Last year FiveThirtyEight.com analyzed the voting records, public policy statements, and fundraising sources of 32 major Republican presidential candidates, going all the way back to Barry Goldwater, and concluded that Cruz was the most right-wing candidate out of this entire group.

Per this analysis, Cruz is far more right-wing than such relatively “liberal” figures — all from that distant era before the Republican Party was taken over by hard-right ideologues — as Richard Nixon, Bob Dole and George H.W. Bush. He is also much more right-wing than Mitt Romney and John McCain. But that isn’t the half of it: based on their respective political records, Ted Cruz makes Newt Gingrich, Ronald Reagan and the current Tea Party-dominated Republican Congress look liberal by comparison.
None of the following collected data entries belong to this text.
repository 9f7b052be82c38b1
//! JSON-RPC message validation.

use crate::types::{JsonRpcRequest, McpError, McpResult, JSONRPC_VERSION};

pub fn validate_request(request: &JsonRpcRequest) -> McpResult<()> {
    if request.jsonrpc != JSONRPC_VERSION {
        return Err(McpError::InvalidRequest(format!(
            "Expected jsonrpc version \"{JSONRPC_VERSION}\", got \"{}\"",
            request.jsonrpc
        )));
    }

    if request.method.is_empty() {
        return Err(McpError::InvalidRequest(
            "Method name must not be empty".to_string(),
        ));
    }

    Ok(())
}
//! Capture-side configuration.

use crate::types::DEFAULT_MAX_EXCHANGES;

/// Desktop Chrome user-agent recorded on captures that did not set one.
pub const DEFAULT_USER_AGENT: &str = "Mozilla/5.0 (Macintosh; Intel Mac OS X 10_15_7) \
                                      AppleWebKit/537.36 (KHTML, like Gecko) \
                                      Chrome/131.0.0.0 Safari/537.36";

/// Capture records in flight before a slow consumer starts losing them.
pub const DEFAULT_CHANNEL_CAPACITY: usize = 256;

#[derive(Debug, Clone)]
pub struct CaptureConfig {
    /// Exchange buffer bound.
    pub max_exchanges: usize,
    /// Capacity of the broadcast channel carrying capture records.
    pub channel_capacity: usize,
    /// Injected into a record's headers when the caller set no `User-Agent`.
    pub user_agent: Option<String>,
}

impl Default for CaptureConfig {
    fn default() -> Self {
        Self {
            max_exchanges: DEFAULT_MAX_EXCHANGES,
            channel_capacity: DEFAULT_CHANNEL_CAPACITY,
            user_agent: Some(DEFAULT_USER_AGENT.to_string()),
        }
    }
}
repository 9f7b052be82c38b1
//! Request parameter types.

use serde::{Deserialize, Serialize};
use serde_json::Value;

#[derive(Debug, Clone, Serialize, Deserialize)]
pub struct ToolCallParams {
    pub name: String,
    #[serde(default)]
    pub arguments: Option<Value>,
}
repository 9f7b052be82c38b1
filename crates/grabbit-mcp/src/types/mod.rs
//! All MCP data types used by the server.

pub mod capabilities;
pub mod error;
pub mod message;
pub mod request;
pub mod response;

pub use capabilities::*;
pub use error::*;
pub use message::*;
pub use request::*;
pub use response::*;
//! Tool registration and dispatch.

use std::sync::Arc;
use tokio::sync::Mutex;

use serde_json::Value;

use crate::session::GrabSessionManager;
use crate::types::{McpError, McpResult, ToolCallResult, ToolDefinition};

use super::{
    artifact_build, buffer_list, capture_record, debug_log, exchange_find, page_load,
    settings_update,
};

pub struct ToolRegistry;

impl ToolRegistry {
    pub fn list_tools() -> Vec<ToolDefinition> {
        vec![
            page_load::definition(),
            capture_record::definition(),
            exchange_find::definition(),
            artifact_build::definition(),
            settings_update::definition(),
            debug_log::definition(),
            buffer_list::definition(),
        ]
    }

    pub async fn call(
        name: &str,
        arguments: Option<Value>,
        session: &Arc<Mutex<GrabSessionManager>>,
    ) -> McpResult<ToolCallResult> {
        let args = arguments.unwrap_or(Value::Object(serde_json::Map::new()));

        match name {
            "page_load" => page_load::execute(args, session).await,
            "capture_record" => capture_record::execute(args, session).await,
            "exchange_find" => exchange_find::execute(args, session).await,
            "artifact_build" => artifact_build::execute(args, session).await,
            "settings_update" => settings_update::execute(args, session).await,
            "debug_log" => debug_log::execute(args, session).await,
            "buffer_list" => buffer_list::execute(args, session).await,
            _ => Err(McpError::ToolNotFound(name.to_string())),
        }
    }
}
//! Capability negotiation during initialization.

use crate::types::{
    ClientCapabilities, InitializeParams, InitializeResult, McpResult, MCP_VERSION,
};

#[derive(Debug, Clone, Default)]
pub struct NegotiatedCapabilities {
    pub client: ClientCapabilities,
    pub initialized: bool,
}

impl NegotiatedCapabilities {
    pub fn negotiate(&mut self, params: InitializeParams) -> McpResult<InitializeResult> {
        if params.protocol_version != MCP_VERSION {
            tracing::warn!(
                "Client requested protocol version {}, server supports {}. Proceeding with server version.",
                params.protocol_version,
                MCP_VERSION
            );
        }

        self.client = params.capabilities;

        tracing::info!(
            "Initialized with client: {} v{}",
            params.client_info.name,
            params.client_info.version
        );

        Ok(InitializeResult::default_result())
    }

    pub fn mark_initialized(&mut self) {
        self.initialized = true;
        tracing::info!("MCP handshake complete");
    }
}
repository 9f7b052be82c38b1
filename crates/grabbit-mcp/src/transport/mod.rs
//! Transport layer.

pub mod framing;
pub mod stdio;

pub use stdio::StdioTransport;
//! Extraction pipelines chained after a replay command.

use crate::matcher::{leaf_text, MatchLocation, MatchResult};
use crate::path::{PathStep, StructuralPath};
use crate::replay::single_quote;

/// A jq filter equivalent to walking `path`: `.["data"]["items"][0]`.
pub fn jq_filter(path: &StructuralPath) -> String {
    if path.is_root() {
        return ".".to_string();
    }
    let mut filter = String::from(".");
    for step in path.steps() {
        match step {
            PathStep::Key(key) => {
                let quoted = serde_json::to_string(key).unwrap_or_else(|_| format!("\"{key}\""));
                filter.push('[');
                filter.push_str(&quoted);
                filter.push(']');
            }
            PathStep::Index(i) => filter.push_str(&format!("[{i}]")),
        }
    }
    filter
}

/// A Perl-style pattern capturing the markup fragment around `value`:
/// from the nearest `<` before it to the nearest `>` after it.
pub fn markup_pattern(value: &str) -> String {
    format!("<[^<]*{}[^>]*>", regex::escape(value))
}

/// Append an extraction stage to `replay` that pulls the matched value back out.
///
/// `requested` is the value the user originally asked for; it is used when the
/// match itself carries no printable value.
pub fn build_pipeline(replay: &str, matched: &MatchResult, requested: &str) -> String {
    let value = leaf_text(&matched.value).unwrap_or_else(|| requested.to_string());
    match &matched.location {
        MatchLocation::Structured(path) => {
            format!("{replay} | jq {}", single_quote(&jq_filter(path)))
        }
        MatchLocation::PageText => {
            format!("{replay} | grep -oP {}", single_quote(&markup_pattern(&value)))
        }
        MatchLocation::Unlocated => {
            let needle = if value.is_empty() { requested } else { &value };
            format!("{replay} | grep -i -C 2 -F -- {}", single_quote(needle))
        }
    }
}
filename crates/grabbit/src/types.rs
//! Core data types for captured exchanges, matches, and artifacts.

use std::fmt;

use serde::de::{MapAccess, Visitor};
use serde::ser::SerializeMap;
use serde::{Deserialize, Deserializer, Serialize, Serializer};
use serde_json::{json, Value};

/// Default number of exchanges a page keeps in memory.
pub const DEFAULT_MAX_EXCHANGES: usize = 100;

/// How an exchange came to exist.
#[derive(Debug, Clone, Copy, PartialEq, Eq, Serialize, Deserialize)]
#[serde(rename_all = "snake_case")]
pub enum ExchangeKind {
    /// Observed through the callback-based request surface.
    CallbackRequest,
    /// Observed through the promise-based fetch surface.
    PromiseRequest,
    /// The page's own rendered text, seeded when the buffer is created.
    InitialDocument,
    /// A stand-in built when nothing was captured.
    Synthetic,
}

/// Request headers in the order the caller supplied them.
///
/// Names keep their original case; lookups are case-insensitive.
#[derive(Debug, Clone, Default, PartialEq, Eq)]
pub struct Headers(Vec<(String, String)>);

impl Headers {
    pub fn new() -> Self {
        Self(Vec::new())
    }

    /// Set a header. An entry with exactly the same name is replaced in place.
    pub fn set(&mut self, name: impl Into<String>, value: impl Into<String>) {
        let name = name.into();
        let value = value.into();
        match self.0.iter_mut().find(|(n, _)| *n == name) {
            Some(entry) => entry.1 = value,
            None => self.0.push((name, value)),
        }
    }

    /// Case-insensitive lookup.
    pub fn get(&self, name: &str) -> Option<&str> {
        self.0
            .iter()
            .find(|(n, _)| n.eq_ignore_ascii_case(name))
            .map(|(_, v)| v.as_str())
    }

    pub fn contains(&self, name: &str) -> bool {
        self.get(name).is_some()
    }

    pub fn iter(&self) -> impl Iterator<Item = (&str, &str)> {
        self.0.iter().map(|(n, v)| (n.as_str(), v.as_str()))
    }

    pub fn len(&self) -> usize {
        self.0.len()
    }

    pub fn is_empty(&self) -> bool {
        self.0.is_empty()
    }
}

impl<N: Into<String>, V: Into<String>> FromIterator<(N, V)> for Headers {
    fn from_iter<I: IntoIterator<Item = (N, V)>>(iter: I) -> Self {
        let mut headers = Headers::new();
        for (n, v) in iter {
            headers.set(n, v);
        }
        headers
    }
}

impl Serialize for Headers {
    fn serialize<S: Serializer>(&self, serializer: S) -> Result<S::Ok, S::Error> {
        let mut map = serializer.serialize_map(Some(self.0.len()))?;
        for (name, value) in &self.0 {
            map.serialize_entry(name, value)?;
        }
        map.end()
    }
}

impl<'de> Deserialize<'de> for Headers {
    fn deserialize<D: Deserializer<'de>>(deserializer: D) -> Result<Self, D::Error> {
        struct HeadersVisitor;

        impl<'de> Visitor<'de> for HeadersVisitor {
            type Value = Headers;

            fn expecting(&self, f: &mut fmt::Formatter) -> fmt::Result {
                f.write_str("a map of header names to values")
            }

            fn visit_unit<E: serde::de::Error>(self) -> Result<Headers, E> {
                Ok(Headers::new())
            }

            fn visit_map<A: MapAccess<'de>>(self, mut access: A) -> Result<Headers, A::Error> {
                let mut headers = Headers::new();
                while let Some((name, value)) = access.next_entry::<String, Value>()? {
                    let value = match value {
                        Value::String(s) => s,
                        other => other.to_string(),
                    };
                    headers.set(name, value);
                }
                Ok(headers)
            }
        }

        deserializer.deserialize_any(HeadersVisitor)
    }
}

/// One observed network call, or a synthetic substitute for one.
///
/// Immutable once it has been pushed into an [`ExchangeBuffer`](crate::ExchangeBuffer).
#[derive(Debug, Clone, PartialEq, Serialize, Deserialize)]
#[serde(rename_all = "camelCase")]
pub struct Exchange {
    /// Absolute URL of the call.
    pub url: String,
    /// Upper-case HTTP verb.
    pub method: String,
    #[serde(default)]
    pub request_headers: Headers,
    /// Raw request payload: a string, a structured value, or absent.
    #[serde(default, skip_serializing_if = "Option::is_none")]
    pub request_body: Option<Value>,
    /// Parsed response payload; absent when it was not structured data.
    #[serde(default, skip_serializing_if = "Option::is_none")]
    pub response_body: Option<Value>,
    /// Capture instant, epoch milliseconds.
    #[serde(default = "now_millis")]
    pub timestamp: i64,
    pub kind: ExchangeKind,
}

impl Exchange {
    /// The pseudo-exchange standing in for server-rendered page content.
    pub fn initial_document(url: &str, title: &str, text: &str) -> Self {
        Self {
            url: url.to_string(),
            method: "GET".to_string(),
            request_headers: [("Note", "Initial Page Load")].into_iter().collect(),
            request_body: None,
            response_body: Some(json!({ "html": text, "title": title })),
            timestamp: now_millis(),
            kind: ExchangeKind::InitialDocument,
        }
    }

    /// A GET exchange carrying nothing but a URL and an informational note.
    pub fn synthetic(url: &str, info: &str) -> Self {
        Self {
            url: url.to_string(),
            method: "GET".to_string(),
            request_headers: Headers::new(),
            request_body: None,
            response_body: Some(json!({ "info": info })),
            timestamp: now_millis(),
            kind: ExchangeKind::Synthetic,
        }
    }
}

/// Current time as epoch milliseconds.
pub fn now_millis() -> i64 {
    chrono::Utc::now().timestamp_millis()
}

/// A browser cookie handed in by the surrounding application.
#[derive(Debug, Clone, PartialEq, Eq, Serialize, Deserialize)]
pub struct CookieRecord {
    pub name: String,
    pub value: String,
}

/// Errors that can occur in the core library.
#[derive(thiserror::Error, Debug)]
pub enum GrabbitError {
    #[error("Nothing to search for: the target value is empty")]
    EmptyTarget,

    #[error("Failed to match \"{target}\". Scanned {scanned} requests.")]
    NoMatch { target: String, scanned: usize },

    #[error("Invalid URL: {0}")]
    InvalidUrl(String),

    #[error("HTTP error: {0}")]
    Http(#[from] reqwest::Error),

    #[error("JSON error: {0}")]
    Json(#[from] serde_json::Error),

    #[error("Transport error: {0}")]
    Transport(String),
}

/// Convenience result type.
pub type GrabbitResult<T> = Result<T, GrabbitError>;

#[cfg(test)]
mod tests {
    use super::*;

    #[test]
    fn test_headers_preserve_order_and_case() {
        let mut headers = Headers::new();
        headers.set("X-Token", "a");
        headers.set("Accept", "application/json");
        headers.set("X-Token", "b");

        let names: Vec<&str> = headers.iter().map(|(n, _)| n).collect();
        assert_eq!(names, vec!["X-Token", "Accept"]);
        assert_eq!(headers.get("x-token"), Some("b"));
        assert!(headers.contains("ACCEPT"));
    }

    #[test]
    fn test_headers_json_shape() {
        let headers: Headers = serde_json::from_str(r#"{"b": "1", "a": 2}"#).unwrap();
        assert_eq!(headers.get("a"), Some("2"));
        assert_eq!(serde_json::to_string(&headers).unwrap(), r#"{"b":"1","a":"2"}"#);
    }

    #[test]
    fn test_exchange_wire_format() {
        let raw = json!({
            "url": "https://api.example.com/users/42",
            "method": "GET",
            "responseBody": { "id": 42 },
            "kind": "promise_request"
        });
        let exchange: Exchange = serde_json::from_value(raw).unwrap();
        assert_eq!(exchange.kind, ExchangeKind::PromiseRequest);
        assert!(exchange.request_headers.is_empty());
        assert!(exchange.timestamp > 0);

        let back = serde_json::to_value(&exchange).unwrap();
        assert_eq!(back["responseBody"]["id"], 42);
        assert!(back.get("requestBody").is_none());
    }

    #[test]
    fn test_initial_document() {
        let doc = Exchange::initial_document("https://shop.test/", "Shop", "Total $12.50");
        assert_eq!(doc.kind, ExchangeKind::InitialDocument);
        assert_eq!(doc.request_headers.get("note"), Some("Initial Page Load"));
        assert_eq!(doc.response_body.unwrap()["html"], "Total $12.50");
    }

    #[test]
    fn test_no_match_message() {
        let err = GrabbitError::NoMatch {
            target: "zzz-unmatched".to_string(),
            scanned: 3,
        };
        assert_eq!(
            err.to_string(),
            "Failed to match \"zzz-unmatched\". Scanned 3 requests."
        );
    }
}
//! OpenAPI 3.0 fragment generator.
//!
//! Builds a one-path, one-operation document from a captured exchange, with a
//! JSON-Schema-like type tree inferred from the response (and, for payload
//! methods, the request) body.

use serde_json::{json, Map, Value};

use crate::types::Exchange;

/// Methods that conventionally carry a request payload.
const PAYLOAD_METHODS: [&str; 3] = ["POST", "PUT", "PATCH"];

/// Infer a type tree from a sample value.
///
/// Arrays take the schema of their first element; objects map every field.
pub fn infer_schema(value: &Value) -> Value {
    match value {
        Value::Array(items) => json!({
            "type": "array",
            "items": items.first().map(infer_schema).unwrap_or_else(|| json!({})),
        }),
        Value::Null => json!({ "type": "null" }),
        Value::Object(map) => {
            let properties: Map<String, Value> = map
                .iter()
                .map(|(k, v)| (k.clone(), infer_schema(v)))
                .collect();
            json!({ "type": "object", "properties": properties })
        }
        Value::Bool(_) => json!({ "type": "boolean" }),
        Value::Number(_) => json!({ "type": "number" }),
        Value::String(_) => json!({ "type": "string" }),
    }
}

/// The request payload as structured data, if it is structured data.
///
/// A textual body is decoded as JSON; text that does not decode is not
/// structured and yields `None`.
pub fn decode_request_body(exchange: &Exchange) -> Option<Value> {
    match exchange.request_body.as_ref()? {
        Value::Null => None,
        Value::String(text) => serde_json::from_str::<Value>(text)
            .ok()
            .filter(|v| v.is_object() || v.is_array()),
        other => Some(other.clone()),
    }
}

/// Build a minimal OpenAPI 3.0 document for one exchange.
///
/// `request_body` is the already-decoded payload; it is only attached for
/// payload-carrying methods.
pub fn build_openapi(exchange: &Exchange, request_body: Option<&Value>) -> Value {
    let parsed = url::Url::parse(&exchange.url).ok();
    let path = parsed
        .as_ref()
        .map(|u| u.path().to_string())
        .unwrap_or_else(|| "/".to_string());

    let response_schema = exchange
        .response_body
        .as_ref()
        .map(infer_schema)
        .unwrap_or_else(|| json!({}));

    let mut operation = json!({
        "responses": {
            "200": {
                "description": "Successful response",
                "content": {
                    "application/json": { "schema": response_schema }
                }
            }
        }
    });

    let method = exchange.method.to_uppercase();
    if let Some(body) = request_body {
        if PAYLOAD_METHODS.contains(&method.as_str()) {
            operation["requestBody"] = json!({
                "content": {
                    "application/json": { "schema": infer_schema(body) }
                }
            });
        }
    }

    let mut item = Map::new();
    item.insert(method.to_lowercase(), operation);
    let mut paths = Map::new();
    paths.insert(path, Value::Object(item));

    let mut doc = json!({
        "openapi": "3.0.0",
        "info": { "title": "Extracted API", "version": "1.0.0" },
    });
    if let Some(origin) = parsed
        .as_ref()
        .map(|u| u.origin())
        .filter(|o| o.is_tuple())
    {
        doc["servers"] = json!([{ "url": origin.ascii_serialization() }]);
    }
    doc["paths"] = Value::Object(paths);
    doc
}

#[cfg(test)]
mod tests {
    use super::*;
    use crate::types::ExchangeKind;

    fn exchange(method: &str, url: &str, request: Option<Value>, response: Value) -> Exchange {
        Exchange {
            url: url.to_string(),
            method: method.to_string(),
            request_headers: Default::default(),
            request_body: request,
            response_body: Some(response),
            timestamp: 0,
            kind: ExchangeKind::PromiseRequest,
        }
    }

    #[test]
    fn test_infer_schema_shapes() {
        let schema = infer_schema(&json!({ "a": 1, "b": ["x", "y"], "c": null }));
        assert_eq!(schema["type"], "object");
        assert_eq!(schema["properties"]["a"]["type"], "number");
        assert_eq!(
            schema["properties"]["b"],
            json!({ "type": "array", "items": { "type": "string" } })
        );
        assert_eq!(schema["properties"]["c"], json!({ "type": "null" }));
    }

    #[test]
    fn test_empty_array_has_empty_items() {
        assert_eq!(
            infer_schema(&json!([])),
            json!({ "type": "array", "items": {} })
        );
        assert_eq!(infer_schema(&json!(true)), json!({ "type": "boolean" }));
    }

    #[test]
    fn test_openapi_document() {
        let ex = exchange(
            "GET",
            "https://api.example.com/users/42?expand=1",
            None,
            json!({ "id": 42 }),
        );
        let doc = build_openapi(&ex, None);
        assert_eq!(doc["openapi"], "3.0.0");
        assert_eq!(doc["servers"][0]["url"], "https://api.example.com");
        let op = &doc["paths"]["/users/42"]["get"];
        assert_eq!(
            op["responses"]["200"]["content"]["application/json"]["schema"]["properties"]["id"]
                ["type"],
            "number"
        );
        assert!(op.get("requestBody").is_none());
    }

    #[test]
    fn test_request_body_only_for_payload_methods() {
        let body = json!({ "q": "shoes", "page": 2 });

        let post = exchange("POST", "https://api.test/search", None, json!([]));
        let doc = build_openapi(&post, Some(&body));
        let schema = &doc["paths"]["/search"]["post"]["requestBody"]["content"]["application/json"]
            ["schema"];
        assert_eq!(schema["properties"]["page"]["type"], "number");

        let get = exchange("GET", "https://api.test/search", None, json!([]));
        let doc = build_openapi(&get, Some(&body));
        assert!(doc["paths"]["/search"]["get"].get("requestBody").is_none());
    }

    #[test]
    fn test_decode_request_body() {
        let text = exchange("POST", "https://a.test/", Some(json!("{\"a\":1}")), json!({}));
        assert_eq!(decode_request_body(&text), Some(json!({ "a": 1 })));

        let form = exchange("POST", "https://a.test/", Some(json!("a=1&b=2")), json!({}));
        assert_eq!(decode_request_body(&form), None);

        let structured = exchange("POST", "https://a.test/", Some(json!([1, 2])), json!({}));
        assert_eq!(decode_request_body(&structured), Some(json!([1, 2])));
    }

    #[test]
    fn test_missing_response_degrades() {
        let mut ex = exchange("GET", "not a url", None, json!({}));
        ex.response_body = None;
        let doc = build_openapi(&ex, None);
        assert!(doc.get("servers").is_none());
        assert_eq!(
            doc["paths"]["/"]["get"]["responses"]["200"]["content"]["application/json"]["schema"],
            json!({})
        );
    }
}
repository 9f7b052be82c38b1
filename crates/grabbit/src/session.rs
//! One page's capture state.

use std::sync::Arc;

use tokio::sync::broadcast::{self, error::TryRecvError};

use crate::buffer::ExchangeBuffer;
use crate::config::CaptureConfig;
use crate::interceptor::{
    CallbackTransport, CaptureNormalizer, FetchTransport, HttpClient, InterceptedCallback,
    InterceptedFetch, Interceptor, RawCapture,
};
use crate::matcher::{self, Found, PageSnapshot};
use crate::types::{Exchange, GrabbitResult};

/// Buffer, capture channel and interceptor for a single loaded page.
///
/// The interceptor is created here and nowhere else, so a page never has
/// more than one. Wrapped transports share it via [`PageSession::interceptor`].
pub struct PageSession {
    page: PageSnapshot,
    buffer: ExchangeBuffer,
    interceptor: Arc<Interceptor>,
    receiver: broadcast::Receiver<Exchange>,
}

impl PageSession {
    pub fn open(page: PageSnapshot, config: &CaptureConfig) -> GrabbitResult<Self> {
        let normalizer = CaptureNormalizer::new(&page.url, config.user_agent.clone())?;
        let (sender, receiver) = broadcast::channel(config.channel_capacity.max(1));
        let interceptor = Arc::new(Interceptor::new(normalizer, sender));

        let mut buffer = ExchangeBuffer::new(config.max_exchanges);
        buffer.push(Exchange::initial_document(&page.url, &page.title, &page.text));

        tracing::info!("Opened page session for {}", page.url);
        Ok(Self {
            page,
            buffer,
            interceptor,
            receiver,
        })
    }

    pub fn page(&self) -> &PageSnapshot {
        &self.page
    }

    pub fn buffer(&self) -> &ExchangeBuffer {
        &self.buffer
    }

    pub fn interceptor(&self) -> Arc<Interceptor> {
        Arc::clone(&self.interceptor)
    }

    /// A real network client whose relative URLs resolve against this page.
    pub fn http_client(&self, timeout_ms: u64) -> HttpClient {
        HttpClient::new(timeout_ms).with_base(self.interceptor.normalizer().base().clone())
    }

    pub fn wrap_fetch<T: FetchTransport>(&self, inner: T) -> InterceptedFetch<T> {
        InterceptedFetch::new(inner, self.interceptor())
    }

    pub fn wrap_callback<T: CallbackTransport>(&self, inner: T) -> InterceptedCallback<T> {
        InterceptedCallback::new(inner, self.interceptor())
    }

    /// Deliver a capture event directly and absorb it. Returns whether an
    /// exchange was recorded.
    pub fn record(&mut self, raw: RawCapture) -> bool {
        let recorded = self.interceptor.record(raw);
        self.absorb();
        recorded
    }

    /// Move every delivered record into the buffer. Records still being
    /// decoded elsewhere are not waited for.
    pub fn absorb(&mut self) -> usize {
        let mut absorbed = 0;
        loop {
            match self.receiver.try_recv() {
                Ok(exchange) => {
                    self.buffer.push(exchange);
                    absorbed += 1;
                }
                Err(TryRecvError::Lagged(n)) => {
                    tracing::warn!("Capture channel lagged, {n} records lost");
                }
                Err(TryRecvError::Empty) | Err(TryRecvError::Closed) => break,
            }
        }
        absorbed
    }

    pub fn find_text(&mut self, selection: &str) -> GrabbitResult<Found<'_>> {
        self.absorb();
        matcher::find_text(selection, &self.buffer, Some(&self.page))
    }

    pub fn find_image(&mut self, image_url: &str) -> Found<'_> {
        self.absorb();
        matcher::find_image(image_url, &self.buffer)
    }
}
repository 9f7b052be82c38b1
//! Tool: buffer_list. What the current page has captured.

use std::sync::Arc;
use tokio::sync::Mutex;

use serde::Deserialize;
use serde_json::{json, Value};

use crate::session::GrabSessionManager;
use crate::types::{McpError, McpResult, ToolCallResult, ToolDefinition};

#[derive(Debug, Deserialize)]
struct ListParams {
    #[serde(default = "default_limit")]
    limit: usize,
}

fn default_limit() -> usize {
    20
}

pub fn definition() -> ToolDefinition {
    ToolDefinition {
        name: "buffer_list".to_string(),
        description: Some("Summarise buffered exchanges, newest first".to_string()),
        input_schema: json!({
            "type": "object",
            "properties": {
                "limit": { "type": "integer", "default": 20 }
            }
        }),
    }
}

pub async fn execute(
    args: Value,
    session: &Arc<Mutex<GrabSessionManager>>,
) -> McpResult<ToolCallResult> {
    let params: ListParams =
        serde_json::from_value(args).map_err(|e| McpError::InvalidParams(e.to_string()))?;

    let mut session = session.lock().await;
    let page = session.page_mut()?;
    page.absorb();

    let buffer = page.buffer();
    let exchanges: Vec<Value> = buffer
        .scan_newest_first()
        .take(params.limit)
        .enumerate()
        .map(|(index, e)| {
            json!({
                "index": index,
                "method": e.method,
                "url": e.url,
                "kind": e.kind,
                "timestamp": e.timestamp,
            })
        })
        .collect();

    Ok(ToolCallResult::json(&json!({
        "total": buffer.len(),
        "capacity": buffer.capacity(),
        "exchanges": exchanges,
    })))
}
Here’s a good way to appreciate just how far right you have to go to get to Ted Cruz territory: imagine how left-wing a Democratic presidential candidate would have to be to be Cruz’s mirror image. Such a candidate would have to make George McGovern and the 1970s Congress, dominated by liberal Democrats, look conservative.

To get that far left, we would have to be talking about someone who, for example, would be pushing for eliminating private healthcare, outlawing handgun ownership, guaranteeing a minimum personal income, putting a $5 per gallon tax on gasoline, and imposing a 100 percent estate tax.

And to make the analogy complete, the Democratic candidate’s father would be an unapologetic Maoist, who thought the Cultural Revolution was a great idea, and who advocated limiting political power to avowed atheists, while the candidate was sending his father to campaign events to represent him.

Over the past half-century, the GOP has gradually transformed itself from a moderately conservative institution into a hard right social movement. And Ted Cruz represents the far right wing of a party that has gotten so radicalized that it would be barely recognizable to Dwight Eisenhower.

This November Americans will likely face the choice of voting for either, on the one hand, the contemporary equivalent of Eisenhower, and on the other, either a quasi-fascist at the head of a bargain basement cult of personality, or someone who thinks Barry Goldwater was too liberal.

What the very smart people at FiveThirtyEight.com missed, in other words, is that the GOP has been taken over by the most radical forces in an already-radicalized party. No wonder that, in the space of a few months, the almost inconceivable has become the all-but inevitable.